Protagonista del processo di democratizzazione è senza dubbio Aung San Suu Kyi, leader della Lega nazionale per la democrazia. Dopo anni di reclusione e arresti domiciliari, Suu Kyi, figlia di uno dei principali leader dell’indipendenza birmana, ha ottenuto la vittoria alle elezioni del 2015. La fama internazionale di icona dei diritti umani e della non violenza si è incrinata negli ultimi anni a causa delle politiche di pulizia etnica a danno della perseguitatissima minoranza etnica di religione musulmana dei Rohingya, perpetrate dall’esercito e da lei coperte.

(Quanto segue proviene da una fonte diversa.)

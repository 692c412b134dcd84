//! 命令行参数

use crate::core::{PlayerError, Result};
use clap::{ArgGroup, Parser};
use std::path::PathBuf;

#[derive(Debug, Clone, PartialEq, Eq, Parser)]
#[command(name = "mini_player")]
#[command(about = "最小播放引擎：拉取式音频回调 + 同步视频渲染")]
#[command(group(ArgGroup::new("mode").required(true).args(["url", "info", "pcm"])))]
pub struct Cli {
    /// JSON 配置文件
    #[arg(long, value_name = "FILE")]
    pub config: Option<PathBuf>,

    /// 要播放的文件或网络流
    pub url: Option<String>,

    /// 只探测并以 JSON 打印流信息
    #[arg(long, value_name = "URL")]
    pub info: Option<String>,

    /// 播放裸 S16 交织 PCM 文件
    #[arg(long, value_name = "FILE", requires_all = ["rate", "channels"])]
    pub pcm: Option<PathBuf>,

    /// PCM 采样率
    #[arg(long, requires = "pcm")]
    pub rate: Option<u32>,

    /// PCM 声道数
    #[arg(long, requires = "pcm")]
    pub channels: Option<u16>,
}

#[derive(Debug, Clone, PartialEq, Eq)]
pub enum Command {
    /// 播放文件或网络流
    Play(String),
    /// 只探测并打印流信息
    Info(String),
    /// 播放裸 S16 PCM 文件
    Pcm { path: PathBuf, rate: u32, channels: u16 },
}

impl Cli {
    /// 运行模式（`mode` 参数组保证三者恰好出现一个）
    pub fn mode(&self) -> Result<Command> {
        match (&self.url, &self.info, &self.pcm, self.rate, self.channels) {
            (Some(url), None, None, _, _) => Ok(Command::Play(url.clone())),
            (None, Some(url), None, _, _) => Ok(Command::Info(url.clone())),
            (None, None, Some(path), Some(rate), Some(channels)) => Ok(Command::Pcm {
                path: path.clone(),
                rate,
                channels,
            }),
            _ => Err(PlayerError::Other("需要且只能指定一种模式: <URL> | --info | --pcm".to_string())),
        }
    }
}
//! 最小播放引擎
//!
//! 解复用线程读包：音频包入队，由音频设备回调拉取解码；视频包在同一线程上
//! 同步解码并呈现。两者之间只共享数据包队列和退出标志。

pub mod cli;
pub mod core;
pub mod logging;
pub mod player;
pub mod renderer;
use crate::core::{MediaInfo, Packet, PlayerError, Rational, Result, StreamKind, StreamSummary};
use crate::player::source::Demuxer;
use ffmpeg_next as ffmpeg;
use ffmpeg_next::{codec, format, media};
use log::{debug, info};

/// FFmpeg 解封装器 - 读取容器并按流拆出数据包
pub struct FfmpegDemuxer {
    input_ctx: format::context::Input,
    video_stream_index: Option<usize>,
    audio_stream_index: Option<usize>,
    media_info: MediaInfo, // 缓存媒体信息
    source_path: String,
}

// 输入上下文只在分发线程上使用，创建后整体移交过去
unsafe impl Send for FfmpegDemuxer {}

impl FfmpegDemuxer {
    /// 打开媒体文件或网络流，至少要有一路音频或视频
    pub fn open(path: &str) -> Result<Self> {
        info!("正在打开: {}", path);

        let input_ctx = open_input(path)?;

        let video_stream_index = input_ctx.streams().best(media::Type::Video).map(|s| s.index());
        let audio_stream_index = input_ctx.streams().best(media::Type::Audio).map(|s| s.index());

        if video_stream_index.is_none() && audio_stream_index.is_none() {
            return Err(PlayerError::NoPlayableStream);
        }

        debug!("视频流索引: {:?}", video_stream_index);
        debug!("音频流索引: {:?}", audio_stream_index);

        let media_info = summarize(&input_ctx, path)?;
        Ok(Self {
            input_ctx,
            video_stream_index,
            audio_stream_index,
            media_info,
            source_path: path.to_string(),
        })
    }

    pub fn video_stream(&self) -> Option<format::stream::Stream<'_>> {
        self.video_stream_index.and_then(|idx| self.input_ctx.stream(idx))
    }

    pub fn audio_stream(&self) -> Option<format::stream::Stream<'_>> {
        self.audio_stream_index.and_then(|idx| self.input_ctx.stream(idx))
    }
}

impl Demuxer for FfmpegDemuxer {
    fn read_packet(&mut self) -> Result<Option<Packet>> {
        let mut packet = ffmpeg::Packet::empty();
        match packet.read(&mut self.input_ctx) {
            Ok(()) => {}
            Err(ffmpeg::Error::Eof) => return Ok(None),
            Err(e) => return Err(e.into()),
        }

        Ok(Some(Packet {
            stream_index: packet.stream(),
            data: packet.data().map(|d| d.to_vec()).unwrap_or_default(),
            pts: packet.pts(),
            dts: packet.dts(),
            duration: packet.duration(),
        }))
    }

    fn media_info(&self) -> &MediaInfo {
        &self.media_info
    }

    fn video_stream_index(&self) -> Option<usize> {
        self.video_stream_index
    }

    fn audio_stream_index(&self) -> Option<usize> {
        self.audio_stream_index
    }

    fn description(&self) -> String {
        format!("FFmpeg Demuxer: {}", self.source_path)
    }
}

/// 只探测不播放：列出容器里的全部流
pub fn inspect(path: &str) -> Result<MediaInfo> {
    let input_ctx = open_input(path)?;
    summarize(&input_ctx, path)
}

fn open_input(path: &str) -> Result<format::context::Input> {
    match network_options(path) {
        Some(options) => {
            info!("🌐 检测到网络流，应用超时选项");
            format::input_with_dictionary(&path, options)
                .map_err(|e| PlayerError::OpenError(format!("无法打开网络流: {}", e)))
        }
        None => format::input(&path).map_err(|e| PlayerError::OpenError(format!("无法打开文件: {}", e))),
    }
}

/// 网络流只设读写超时，不自动重连
fn network_options(path: &str) -> Option<ffmpeg::Dictionary<'static>> {
    let is_network = ["http://", "https://", "rtsp://", "rtmp://"]
        .iter()
        .any(|scheme| path.starts_with(scheme));
    if !is_network {
        return None;
    }
    let mut options = ffmpeg::Dictionary::new();
    options.set("rw_timeout", "8000000"); // 读写操作 8s 超时
    Some(options)
}

pub fn rational(r: ffmpeg::Rational) -> Rational {
    Rational::new(r.numerator(), r.denominator())
}

fn summarize(input_ctx: &format::context::Input, path: &str) -> Result<MediaInfo> {
    let mut streams = Vec::new();

    for stream in input_ctx.streams() {
        let params = stream.parameters();
        let codec_name = params.id().name().to_string();
        let time_base = rational(stream.time_base());

        let summary = match params.medium() {
            media::Type::Audio => {
                let mut summary = StreamSummary::new(stream.index(), StreamKind::Audio, codec_name, time_base);
                // 打不开解码器的流照样列出，只是没有采样参数
                if let Some((rate, channels)) = audio_details(params) {
                    summary.sample_rate = Some(rate);
                    summary.channels = Some(channels);
                }
                summary
            }
            media::Type::Video => {
                let mut summary = StreamSummary::new(stream.index(), StreamKind::Video, codec_name, time_base);
                if let Some((width, height)) = video_details(params) {
                    summary.width = Some(width);
                    summary.height = Some(height);
                }
                summary
            }
            media::Type::Subtitle => StreamSummary::new(stream.index(), StreamKind::Subtitle, codec_name, time_base),
            media::Type::Data | media::Type::Attachment => {
                StreamSummary::new(stream.index(), StreamKind::Data, codec_name, time_base)
            }
            _ => StreamSummary::new(stream.index(), StreamKind::Unknown, codec_name, time_base),
        };
        streams.push(summary);
    }

    Ok(MediaInfo {
        url: path.to_string(),
        format: input_ctx.format().name().to_string(),
        duration: input_ctx.duration() / 1000, // 微秒转毫秒
        streams,
    })
}

fn audio_details(params: codec::Parameters) -> Option<(u32, u16)> {
    match codec::context::Context::from_parameters(params).and_then(|ctx| ctx.decoder().audio()) {
        Ok(decoder) => Some((decoder.rate(), decoder.channels())),
        Err(e) => {
            debug!("读取音频参数失败: {}", e);
            None
        }
    }
}

fn video_details(params: codec::Parameters) -> Option<(u32, u32)> {
    match codec::context::Context::from_parameters(params).and_then(|ctx| ctx.decoder().video()) {
        Ok(decoder) => Some((decoder.width(), decoder.height())),
        Err(e) => {
            debug!("读取视频参数失败: {}", e);
            None
        }
    }
}
use std::path::Path;
use std::sync::Arc;

use eframe::egui::{self, FontData, FontDefinitions, FontFamily};

/// System fonts with CJK coverage, tried in order.
const CJK_FONT_CANDIDATES: &[&str] = &[
    // Windows
    "C:\\Windows\\Fonts\\msjh.ttc",
    "C:\\Windows\\Fonts\\msyh.ttc",
    // macOS
    "/System/Library/Fonts/PingFang.ttc",
    "/System/Library/Fonts/STHeiti Medium.ttc",
    // Linux
    "/usr/share/fonts/opentype/noto/NotoSansCJK-Regular.ttc",
    "/usr/share/fonts/noto-cjk/NotoSansCJK-Regular.ttc",
    "/usr/share/fonts/google-noto-cjk/NotoSansCJK-Regular.ttc",
    "/usr/share/fonts/truetype/wqy/wqy-microhei.ttc",
];

const CJK_FONT_NAME: &str = "cjk-fallback";

/// Append the first readable CJK system font as a fallback to both font
/// families. egui's bundled fonts have no Chinese glyphs.
pub fn install_cjk_fallback(ctx: &egui::Context) {
    let Some((path, bytes)) = CJK_FONT_CANDIDATES
        .iter()
        .find_map(|p| std::fs::read(p).ok().map(|bytes| (*p, bytes)))
    else {
        log::warn!("No CJK font found; Chinese labels may not render");
        return;
    };
    log::info!("Using CJK font {}", Path::new(path).display());

    let mut fonts = FontDefinitions::default();
    fonts.font_data.insert(
        CJK_FONT_NAME.to_owned(),
        Arc::new(FontData::from_owned(bytes)),
    );
    for family in [FontFamily::Proportional, FontFamily::Monospace] {
        fonts
            .families
            .entry(family)
            .or_default()
            .push(CJK_FONT_NAME.to_owned());
    }
    ctx.set_fonts(fonts);
}
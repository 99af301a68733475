use chrono::NaiveDate;

use super::model::DailySeries;

// ---------------------------------------------------------------------------
// Date-range predicate: which days are analysed
// ---------------------------------------------------------------------------

/// Inclusive `[start, end]` window over the daily series.
#[derive(Debug, Clone, Copy, PartialEq, Eq)]
pub struct DateRange {
    pub start: NaiveDate,
    pub end: NaiveDate,
}

impl DateRange {
    pub fn new(start: NaiveDate, end: NaiveDate) -> Self {
        Self { start, end }
    }

    /// The range spanning the whole series, `None` for an empty series.
    pub fn covering(series: &DailySeries) -> Option<Self> {
        Some(Self::new(series.first_date()?, series.last_date()?))
    }

    pub fn contains(&self, date: NaiveDate) -> bool {
        self.start <= date && date <= self.end
    }

    /// Sub-series of days inside the range. An inverted range
    /// (`start > end`) matches nothing.
    pub fn apply(&self, series: &DailySeries) -> DailySeries {
        DailySeries {
            days: series
                .days()
                .iter()
                .filter(|d| self.contains(d.date))
                .cloned()
                .collect(),
        }
    }
}
use std::collections::BTreeMap;

use chrono::NaiveDate;

use super::model::{DailySeries, DailyVolume, Record};

/// Group records by calendar date into a date-ordered series.
///
/// `BTreeMap` keys give the ascending, de-duplicated date order for free;
/// texts are appended in the order the records arrive.
pub fn aggregate_daily(records: &[Record]) -> DailySeries {
    let mut by_date: BTreeMap<NaiveDate, Vec<String>> = BTreeMap::new();
    for rec in records {
        by_date.entry(rec.date).or_default().push(rec.text.clone());
    }

    let days = by_date
        .into_iter()
        .map(|(date, texts)| DailyVolume {
            date,
            volume: texts.len(),
            texts,
        })
        .collect();

    DailySeries { days }
}

#[cfg(test)]
mod tests {
    use super::*;

    fn date(y: i32, m: u32, d: u32) -> NaiveDate {
        NaiveDate::from_ymd_opt(y, m, d).unwrap()
    }

    #[test]
    fn groups_same_day_records() {
        let records = vec![
            Record::new(date(2024, 1, 1), "a"),
            Record::new(date(2024, 1, 1), "b"),
            Record::new(date(2024, 1, 2), "c"),
        ];
        let series = aggregate_daily(&records);

        assert_eq!(series.len(), 2);
        let first = series.get(0).unwrap();
        assert_eq!(first.date, date(2024, 1, 1));
        assert_eq!(first.volume, 2);
        assert_eq!(first.texts, vec!["a".to_string(), "b".to_string()]);
        let second = series.get(1).unwrap();
        assert_eq!(second.date, date(2024, 1, 2));
        assert_eq!(second.volume, 1);
    }

    #[test]
    fn unsorted_input_comes_out_strictly_increasing() {
        let records = vec![
            Record::new(date(2024, 2, 10), "x"),
            Record::new(date(2023, 12, 31), "y"),
            Record::new(date(2024, 2, 10), "z"),
            Record::new(date(2024, 1, 15), "w"),
        ];
        let series = aggregate_daily(&records);

        assert!(series.days().windows(2).all(|w| w[0].date < w[1].date));
        assert_eq!(series.total_volume(), records.len());
        assert!(series.days().iter().all(|d| d.volume == d.texts.len()));
    }

    #[test]
    fn empty_input_gives_empty_series() {
        assert!(aggregate_daily(&[]).is_empty());
    }
}
use eframe::egui::{self, Color32, RichText, ScrollArea, Ui};
use egui_extras::DatePickerButton;

use crate::color::rank_palette;
use crate::data::filter::DateRange;
use crate::state::AppState;

// ---------------------------------------------------------------------------
// Left side panel – date range and summary
// ---------------------------------------------------------------------------

/// Render the left panel: analysed window and load summary.
pub fn side_panel(ui: &mut Ui, state: &mut AppState) {
    ui.heading("篩選");
    ui.separator();

    let Some(range) = state.range else {
        ui.label("尚未載入資料");
        return;
    };

    let mut start = range.start;
    let mut end = range.end;
    egui::Grid::new("date_range").num_columns(2).show(ui, |ui: &mut Ui| {
        ui.label("起始");
        ui.add(DatePickerButton::new(&mut start).id_salt("range_start"));
        ui.end_row();
        ui.label("結束");
        ui.add(DatePickerButton::new(&mut end).id_salt("range_end"));
        ui.end_row();
    });
    if start != range.start || end != range.end {
        state.set_range(DateRange::new(start, end));
    }
    if ui.small_button("全部日期").clicked() {
        state.reset_range();
    }

    ui.separator();

    if let Some(analysis) = &state.analysis {
        ui.label(format!("資料筆數: {}", state.record_count));
        ui.label(format!("區間天數: {}", analysis.series.len()));
        ui.label(format!("區間聲量: {}", analysis.series.total_volume()));
        ui.label(format!(
            "峰值: {}  (間隔 ≥ {} 天)",
            analysis.peaks.len(),
            state.config.peak_distance
        ));
    }
}

// ---------------------------------------------------------------------------
// Highest-volume list (below the plot)
// ---------------------------------------------------------------------------

/// Render the ranked list of highest-volume days; each entry expands to its
/// post texts.
pub fn top_days_list(ui: &mut Ui, state: &AppState) {
    let Some(analysis) = &state.analysis else {
        return;
    };

    if state.config.top_n == 10 {
        ui.heading("前十大聲量日期");
    } else {
        ui.heading(format!("前 {} 大聲量日期", state.config.top_n));
    }
    ui.separator();

    let colors = rank_palette(analysis.top.len());

    ScrollArea::vertical()
        .auto_shrink([false, false])
        .show(ui, |ui: &mut Ui| {
            for (rank, (day, color)) in analysis.top_days().zip(colors).enumerate() {
                let header = RichText::new(day.to_string()).strong().color(color);
                egui::CollapsingHeader::new(header)
                    .id_salt(("top_day", rank))
                    .default_open(false)
                    .show(ui, |ui: &mut Ui| {
                        for text in &day.texts {
                            ui.label(text.as_str());
                        }
                    });
            }
        });
}

// ---------------------------------------------------------------------------
// Top bar
// ---------------------------------------------------------------------------

/// Render the top menu / toolbar.
pub fn top_bar(ui: &mut Ui, state: &mut AppState) {
    egui::menu::bar(ui, |ui: &mut Ui| {
        ui.menu_button("File", |ui: &mut Ui| {
            if ui.button("Open…").clicked() {
                open_file_dialog(state);
                ui.close_menu();
            }
            if ui
                .add_enabled(state.source.is_some(), egui::Button::new("Reload"))
                .clicked()
            {
                state.reload();
                ui.close_menu();
            }
        });

        ui.separator();

        if let Some(path) = &state.source {
            ui.label(path.display().to_string());
        }

        if let Some(msg) = &state.status_message {
            ui.separator();
            ui.label(RichText::new(msg).color(Color32::RED));
        }
    });
}

// ---------------------------------------------------------------------------
// File dialog
// ---------------------------------------------------------------------------

pub fn open_file_dialog(state: &mut AppState) {
    let file = rfd::FileDialog::new()
        .set_title("選擇檔案")
        .add_filter(
            "Supported files",
            &["csv", "xlsx", "xls", "xlsm", "xlsb", "ods", "json", "parquet", "pq"],
        )
        .add_filter("CSV", &["csv"])
        .add_filter("Spreadsheet", &["xlsx", "xls", "xlsm", "xlsb", "ods"])
        .add_filter("JSON", &["json"])
        .add_filter("Parquet", &["parquet", "pq"])
        .pick_file();

    if let Some(path) = file {
        state.load_path(&path);
    }
}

Ma in patria la leader ha raggiunto livelli di popolarità altissimi, che si sono tradotti, nelle elezioni di novembre 2020, in una schiacciante vittoria del suo partito, che ha ottenuto 396 seggi in parlamento su 476. Risultati, questi, contestati dal Partito dell’unione della solidarietà e dello sviluppo, braccio politico dei militari, che ha denunciato gravi irregolarità alla commissione elettorale, senza però ottenere ragione. Poi l’escalation, appunto col colpo di Stato del 1° febbraio, che ha portato all’arresto di Aung San Suu Kyi, al blocco delle telecomunicazioni e di internet – per sabotare i manifestanti, tra cui molti giovani – e all’estensione della legge marziale a molte zone del Paese.

Mentre Save the Children lancia l’allarme per più di 76mila bambini sfollati a causa delle violenze da febbraio e per 6,2 milioni di bambini a rischio fame nei prossimi sei mesi, sul futuro del Myanmar pesa anche l’ipoteca del Covid, che sta colpendo con grande violenza il Paese. Nonché quella degli interessi geopolitici regionali (in particolare quelli della Cina, legati alla Via della seta, all’importazione di metalli preziosi e terre rare, e all’influenza strategica anti-indiana nell’area).

Intanto un segnale di resistenza arriva dal cuore dell’Europa: nella centralissima Place du Palais-Royal, a Parigi, svettano le bandiere birmane sopra un’installazione artistica di sensibilizzazione contro la repressione della giunta militare, intitolata “Fighting Fear: #WhatsHappeningInMyanmar” (nella foto).